> _Exercise aim_:
Nothing but the lines below between the line holding "async fn execute(&self, args: Value, _ctx: &ToolContext)" and the line holding "impl ClientResolver for", inclusive, should appear in the answer, each set down exactly.

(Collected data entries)
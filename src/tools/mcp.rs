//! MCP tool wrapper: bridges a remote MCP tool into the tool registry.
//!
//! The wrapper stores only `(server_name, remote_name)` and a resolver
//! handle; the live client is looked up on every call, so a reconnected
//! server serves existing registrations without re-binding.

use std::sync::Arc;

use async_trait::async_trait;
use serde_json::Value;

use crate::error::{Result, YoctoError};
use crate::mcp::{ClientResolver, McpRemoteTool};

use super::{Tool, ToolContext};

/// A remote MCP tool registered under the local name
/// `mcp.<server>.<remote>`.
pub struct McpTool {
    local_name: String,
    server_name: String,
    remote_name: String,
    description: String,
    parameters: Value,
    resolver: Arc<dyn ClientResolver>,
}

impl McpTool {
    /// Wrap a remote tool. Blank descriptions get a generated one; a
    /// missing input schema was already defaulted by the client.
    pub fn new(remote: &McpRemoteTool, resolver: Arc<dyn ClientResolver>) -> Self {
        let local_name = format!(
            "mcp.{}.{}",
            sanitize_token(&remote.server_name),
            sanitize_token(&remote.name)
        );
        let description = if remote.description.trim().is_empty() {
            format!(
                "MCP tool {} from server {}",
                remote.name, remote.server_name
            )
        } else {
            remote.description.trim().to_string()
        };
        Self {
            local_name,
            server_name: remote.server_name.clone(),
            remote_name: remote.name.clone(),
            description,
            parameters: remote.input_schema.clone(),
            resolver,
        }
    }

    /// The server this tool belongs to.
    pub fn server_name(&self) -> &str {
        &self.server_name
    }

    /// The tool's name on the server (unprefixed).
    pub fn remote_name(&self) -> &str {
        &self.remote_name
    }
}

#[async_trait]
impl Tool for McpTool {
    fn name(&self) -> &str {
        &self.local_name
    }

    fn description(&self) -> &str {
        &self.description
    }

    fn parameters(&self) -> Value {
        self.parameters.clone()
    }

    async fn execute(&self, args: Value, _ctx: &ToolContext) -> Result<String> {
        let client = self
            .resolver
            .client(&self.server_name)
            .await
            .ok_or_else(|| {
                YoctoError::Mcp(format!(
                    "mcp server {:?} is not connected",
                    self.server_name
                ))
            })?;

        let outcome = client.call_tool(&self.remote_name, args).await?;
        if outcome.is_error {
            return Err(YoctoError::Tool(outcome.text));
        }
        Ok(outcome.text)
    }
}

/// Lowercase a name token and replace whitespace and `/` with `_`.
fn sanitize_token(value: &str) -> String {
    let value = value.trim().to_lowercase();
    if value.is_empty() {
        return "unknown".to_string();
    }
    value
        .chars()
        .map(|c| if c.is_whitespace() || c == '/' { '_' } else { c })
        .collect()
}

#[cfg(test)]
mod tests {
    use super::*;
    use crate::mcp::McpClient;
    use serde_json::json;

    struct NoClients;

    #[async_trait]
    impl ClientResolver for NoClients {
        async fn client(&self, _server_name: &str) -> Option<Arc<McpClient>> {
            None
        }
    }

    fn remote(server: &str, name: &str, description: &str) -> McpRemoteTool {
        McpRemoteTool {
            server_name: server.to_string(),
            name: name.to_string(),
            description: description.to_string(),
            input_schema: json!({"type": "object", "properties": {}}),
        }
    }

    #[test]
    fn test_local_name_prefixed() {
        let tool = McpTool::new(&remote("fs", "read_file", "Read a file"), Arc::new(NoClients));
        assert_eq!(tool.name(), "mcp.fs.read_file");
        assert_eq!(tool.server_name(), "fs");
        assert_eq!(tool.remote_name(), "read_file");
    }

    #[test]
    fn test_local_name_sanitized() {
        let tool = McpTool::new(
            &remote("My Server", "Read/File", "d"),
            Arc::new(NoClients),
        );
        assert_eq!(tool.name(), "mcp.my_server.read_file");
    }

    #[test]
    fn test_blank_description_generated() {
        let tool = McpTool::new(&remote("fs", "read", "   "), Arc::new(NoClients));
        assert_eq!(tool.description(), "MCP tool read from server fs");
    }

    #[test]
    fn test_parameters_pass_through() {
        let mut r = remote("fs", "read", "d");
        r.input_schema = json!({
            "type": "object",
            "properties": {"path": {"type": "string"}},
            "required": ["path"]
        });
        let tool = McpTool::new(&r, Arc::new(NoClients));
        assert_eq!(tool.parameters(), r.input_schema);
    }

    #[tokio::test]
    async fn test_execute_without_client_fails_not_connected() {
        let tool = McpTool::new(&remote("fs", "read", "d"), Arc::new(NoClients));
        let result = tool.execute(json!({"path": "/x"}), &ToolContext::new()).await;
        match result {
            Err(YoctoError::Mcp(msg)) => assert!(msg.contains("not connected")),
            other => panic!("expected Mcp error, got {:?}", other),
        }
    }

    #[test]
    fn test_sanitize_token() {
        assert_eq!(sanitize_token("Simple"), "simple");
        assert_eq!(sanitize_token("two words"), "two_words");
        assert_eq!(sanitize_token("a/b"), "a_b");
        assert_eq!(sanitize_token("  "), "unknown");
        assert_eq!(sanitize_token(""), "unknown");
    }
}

> _Response area_:
    async fn execute(&self, args: Value, _ctx: &ToolContext) -> Result<String> {
        let client = self
            .resolver
            .client(&self.server_name)
            .await
            .ok_or_else(|| {
                YoctoError::Mcp(format!(
                    "mcp server {:?} is not connected",
                    self.server_name
                ))
            })?;

        let outcome = client.call_tool(&self.remote_name, args).await?;
        if outcome.is_error {
            return Err(YoctoError::Tool(outcome.text));
        }
        Ok(outcome.text)
    }
}

/// Lowercase a name token and replace whitespace and `/` with `_`.
fn sanitize_token(value: &str) -> String {
    let value = value.trim().to_lowercase();
    if value.is_empty() {
        return "unknown".to_string();
    }
    value
        .chars()
        .map(|c| if c.is_whitespace() || c == '/' { '_' } else { c })
        .collect()
}

#[cfg(test)]
mod tests {
    use super::*;
    use crate::mcp::McpClient;
    use serde_json::json;

    struct NoClients;

    #[async_trait]
    impl ClientResolver for NoClients {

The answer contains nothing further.